**Records provided:**
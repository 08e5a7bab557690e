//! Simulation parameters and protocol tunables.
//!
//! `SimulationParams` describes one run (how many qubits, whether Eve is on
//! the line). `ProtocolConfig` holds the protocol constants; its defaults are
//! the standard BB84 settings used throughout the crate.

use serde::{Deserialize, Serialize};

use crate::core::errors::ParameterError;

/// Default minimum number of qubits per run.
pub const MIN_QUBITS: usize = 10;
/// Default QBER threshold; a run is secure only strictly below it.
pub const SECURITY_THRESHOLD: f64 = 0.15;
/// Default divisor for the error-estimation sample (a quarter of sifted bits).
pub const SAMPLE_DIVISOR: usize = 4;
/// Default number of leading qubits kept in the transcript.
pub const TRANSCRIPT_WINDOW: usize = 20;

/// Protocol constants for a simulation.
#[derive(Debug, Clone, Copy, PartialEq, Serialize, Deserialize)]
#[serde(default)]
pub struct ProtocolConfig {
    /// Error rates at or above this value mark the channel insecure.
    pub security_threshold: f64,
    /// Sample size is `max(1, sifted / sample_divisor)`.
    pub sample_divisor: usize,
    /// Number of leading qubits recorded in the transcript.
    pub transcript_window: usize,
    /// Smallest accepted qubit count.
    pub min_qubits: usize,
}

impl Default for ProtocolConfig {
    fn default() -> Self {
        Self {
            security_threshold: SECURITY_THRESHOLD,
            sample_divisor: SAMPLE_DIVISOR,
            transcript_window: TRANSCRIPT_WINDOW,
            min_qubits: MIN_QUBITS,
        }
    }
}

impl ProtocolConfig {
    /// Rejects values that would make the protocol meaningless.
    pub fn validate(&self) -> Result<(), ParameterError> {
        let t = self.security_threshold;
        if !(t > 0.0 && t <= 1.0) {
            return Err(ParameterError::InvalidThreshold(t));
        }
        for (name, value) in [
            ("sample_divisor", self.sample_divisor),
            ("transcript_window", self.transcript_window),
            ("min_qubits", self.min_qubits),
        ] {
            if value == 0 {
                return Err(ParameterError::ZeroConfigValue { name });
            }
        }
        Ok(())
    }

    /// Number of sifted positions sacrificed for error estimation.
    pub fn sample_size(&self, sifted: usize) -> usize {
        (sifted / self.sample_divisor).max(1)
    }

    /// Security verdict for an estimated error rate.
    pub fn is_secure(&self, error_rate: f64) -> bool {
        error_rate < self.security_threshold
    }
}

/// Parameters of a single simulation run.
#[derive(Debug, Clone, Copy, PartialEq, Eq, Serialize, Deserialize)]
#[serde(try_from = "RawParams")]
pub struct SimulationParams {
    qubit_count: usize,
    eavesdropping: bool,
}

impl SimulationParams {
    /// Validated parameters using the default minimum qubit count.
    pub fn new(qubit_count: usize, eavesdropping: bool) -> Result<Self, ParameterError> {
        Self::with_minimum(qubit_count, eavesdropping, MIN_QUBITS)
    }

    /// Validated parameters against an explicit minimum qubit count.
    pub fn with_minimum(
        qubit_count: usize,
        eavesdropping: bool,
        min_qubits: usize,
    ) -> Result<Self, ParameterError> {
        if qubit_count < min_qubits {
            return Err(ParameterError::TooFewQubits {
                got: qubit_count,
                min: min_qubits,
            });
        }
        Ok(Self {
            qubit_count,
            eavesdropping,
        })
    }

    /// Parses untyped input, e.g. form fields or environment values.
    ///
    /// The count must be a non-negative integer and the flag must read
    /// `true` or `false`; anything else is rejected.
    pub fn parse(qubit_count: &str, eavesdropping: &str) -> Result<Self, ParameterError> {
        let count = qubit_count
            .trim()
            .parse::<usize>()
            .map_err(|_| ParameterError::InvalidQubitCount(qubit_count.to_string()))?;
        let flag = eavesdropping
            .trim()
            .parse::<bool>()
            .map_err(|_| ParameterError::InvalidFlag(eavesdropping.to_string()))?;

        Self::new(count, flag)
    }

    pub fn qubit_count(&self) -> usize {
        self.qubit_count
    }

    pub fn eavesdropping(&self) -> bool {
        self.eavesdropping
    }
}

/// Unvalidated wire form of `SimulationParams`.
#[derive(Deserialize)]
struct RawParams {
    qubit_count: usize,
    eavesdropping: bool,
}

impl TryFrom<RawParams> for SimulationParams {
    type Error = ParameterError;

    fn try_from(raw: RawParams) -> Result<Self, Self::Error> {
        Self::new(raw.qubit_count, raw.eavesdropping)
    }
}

---

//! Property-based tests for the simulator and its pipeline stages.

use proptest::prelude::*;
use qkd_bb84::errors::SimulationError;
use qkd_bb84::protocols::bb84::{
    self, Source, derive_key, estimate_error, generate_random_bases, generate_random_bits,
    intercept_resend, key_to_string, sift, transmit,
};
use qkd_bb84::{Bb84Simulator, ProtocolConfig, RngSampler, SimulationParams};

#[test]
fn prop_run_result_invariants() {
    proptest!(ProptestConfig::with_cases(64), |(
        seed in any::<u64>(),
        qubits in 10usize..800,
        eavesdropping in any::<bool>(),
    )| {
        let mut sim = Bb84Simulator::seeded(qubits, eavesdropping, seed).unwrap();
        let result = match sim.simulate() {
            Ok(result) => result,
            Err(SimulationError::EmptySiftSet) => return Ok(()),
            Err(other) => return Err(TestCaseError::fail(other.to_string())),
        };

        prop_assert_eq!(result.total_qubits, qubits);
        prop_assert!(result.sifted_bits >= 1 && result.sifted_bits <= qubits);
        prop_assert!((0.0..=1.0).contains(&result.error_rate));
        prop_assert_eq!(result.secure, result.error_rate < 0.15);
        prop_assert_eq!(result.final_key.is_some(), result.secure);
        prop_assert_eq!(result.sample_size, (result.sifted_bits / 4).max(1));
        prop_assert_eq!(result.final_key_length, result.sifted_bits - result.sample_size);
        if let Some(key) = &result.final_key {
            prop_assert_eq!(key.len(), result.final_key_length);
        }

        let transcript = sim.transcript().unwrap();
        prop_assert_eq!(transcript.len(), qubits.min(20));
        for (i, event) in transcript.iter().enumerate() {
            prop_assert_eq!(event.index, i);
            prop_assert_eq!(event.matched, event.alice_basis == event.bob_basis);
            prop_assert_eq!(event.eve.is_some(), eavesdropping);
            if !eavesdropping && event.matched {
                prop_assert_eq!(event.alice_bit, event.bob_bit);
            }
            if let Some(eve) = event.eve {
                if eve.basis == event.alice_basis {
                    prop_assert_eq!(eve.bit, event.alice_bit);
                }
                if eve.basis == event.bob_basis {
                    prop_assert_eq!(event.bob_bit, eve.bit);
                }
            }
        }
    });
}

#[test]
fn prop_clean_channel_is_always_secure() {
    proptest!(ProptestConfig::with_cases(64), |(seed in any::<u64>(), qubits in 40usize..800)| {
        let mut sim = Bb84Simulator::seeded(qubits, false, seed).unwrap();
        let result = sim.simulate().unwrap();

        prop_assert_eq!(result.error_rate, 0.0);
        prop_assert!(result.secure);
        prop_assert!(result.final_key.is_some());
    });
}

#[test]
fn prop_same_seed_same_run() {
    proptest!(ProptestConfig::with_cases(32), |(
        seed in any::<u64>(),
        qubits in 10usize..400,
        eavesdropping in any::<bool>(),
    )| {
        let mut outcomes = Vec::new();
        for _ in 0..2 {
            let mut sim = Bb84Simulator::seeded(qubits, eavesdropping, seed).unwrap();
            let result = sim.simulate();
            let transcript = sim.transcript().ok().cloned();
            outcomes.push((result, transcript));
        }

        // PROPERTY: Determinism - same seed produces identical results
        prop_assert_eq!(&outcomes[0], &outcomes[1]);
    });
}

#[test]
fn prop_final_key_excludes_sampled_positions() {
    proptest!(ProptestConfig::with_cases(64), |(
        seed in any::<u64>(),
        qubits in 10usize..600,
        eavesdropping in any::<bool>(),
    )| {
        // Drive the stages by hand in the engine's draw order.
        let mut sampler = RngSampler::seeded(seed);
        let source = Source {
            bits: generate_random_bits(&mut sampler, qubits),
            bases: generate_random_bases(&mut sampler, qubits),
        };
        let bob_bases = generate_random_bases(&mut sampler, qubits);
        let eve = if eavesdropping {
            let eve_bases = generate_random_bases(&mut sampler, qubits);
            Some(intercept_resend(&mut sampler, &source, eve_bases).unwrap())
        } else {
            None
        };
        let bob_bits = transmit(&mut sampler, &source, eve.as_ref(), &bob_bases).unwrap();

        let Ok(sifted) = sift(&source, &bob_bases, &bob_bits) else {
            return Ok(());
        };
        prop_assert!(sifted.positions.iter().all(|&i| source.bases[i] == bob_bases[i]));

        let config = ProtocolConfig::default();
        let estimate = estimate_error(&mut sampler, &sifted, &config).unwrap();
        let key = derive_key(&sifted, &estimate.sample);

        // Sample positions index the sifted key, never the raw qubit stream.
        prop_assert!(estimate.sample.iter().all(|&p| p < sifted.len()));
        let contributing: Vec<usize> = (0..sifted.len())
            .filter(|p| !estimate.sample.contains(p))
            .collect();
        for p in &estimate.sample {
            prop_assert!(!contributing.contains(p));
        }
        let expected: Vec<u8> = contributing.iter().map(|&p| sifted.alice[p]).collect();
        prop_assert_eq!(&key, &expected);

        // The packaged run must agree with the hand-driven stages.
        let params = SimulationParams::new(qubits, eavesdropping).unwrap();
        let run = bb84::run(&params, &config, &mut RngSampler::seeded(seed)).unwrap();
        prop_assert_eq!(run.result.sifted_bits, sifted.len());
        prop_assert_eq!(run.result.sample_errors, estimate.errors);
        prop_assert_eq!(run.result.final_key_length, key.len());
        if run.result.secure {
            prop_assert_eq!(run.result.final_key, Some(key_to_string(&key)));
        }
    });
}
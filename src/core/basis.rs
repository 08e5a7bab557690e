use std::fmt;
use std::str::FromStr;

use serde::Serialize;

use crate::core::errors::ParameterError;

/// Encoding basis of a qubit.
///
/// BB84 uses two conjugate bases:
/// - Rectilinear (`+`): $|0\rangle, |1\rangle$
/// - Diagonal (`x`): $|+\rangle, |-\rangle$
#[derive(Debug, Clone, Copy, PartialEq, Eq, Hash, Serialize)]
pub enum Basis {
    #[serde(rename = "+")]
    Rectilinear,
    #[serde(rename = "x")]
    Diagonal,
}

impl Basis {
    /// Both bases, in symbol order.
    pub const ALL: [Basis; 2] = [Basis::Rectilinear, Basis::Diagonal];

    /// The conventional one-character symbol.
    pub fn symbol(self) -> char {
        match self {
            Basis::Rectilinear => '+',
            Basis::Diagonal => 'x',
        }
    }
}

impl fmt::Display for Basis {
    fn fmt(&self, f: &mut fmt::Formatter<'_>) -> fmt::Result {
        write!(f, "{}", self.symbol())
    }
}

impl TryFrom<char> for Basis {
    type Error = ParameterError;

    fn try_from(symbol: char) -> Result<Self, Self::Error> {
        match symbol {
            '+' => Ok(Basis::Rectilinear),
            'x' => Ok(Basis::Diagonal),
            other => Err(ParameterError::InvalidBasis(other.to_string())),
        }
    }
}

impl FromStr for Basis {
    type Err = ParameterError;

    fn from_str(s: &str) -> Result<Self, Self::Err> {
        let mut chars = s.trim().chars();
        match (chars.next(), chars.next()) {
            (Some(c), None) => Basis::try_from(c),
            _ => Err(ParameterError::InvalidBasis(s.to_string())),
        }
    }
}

**Exercise goal:**
If a line of the data above contains "false", copy it out.

**Result for this exercise:**
    /// `true` or `false`; anything else is rejected.
        let mut sim = Bb84Simulator::seeded(qubits, false, seed).unwrap();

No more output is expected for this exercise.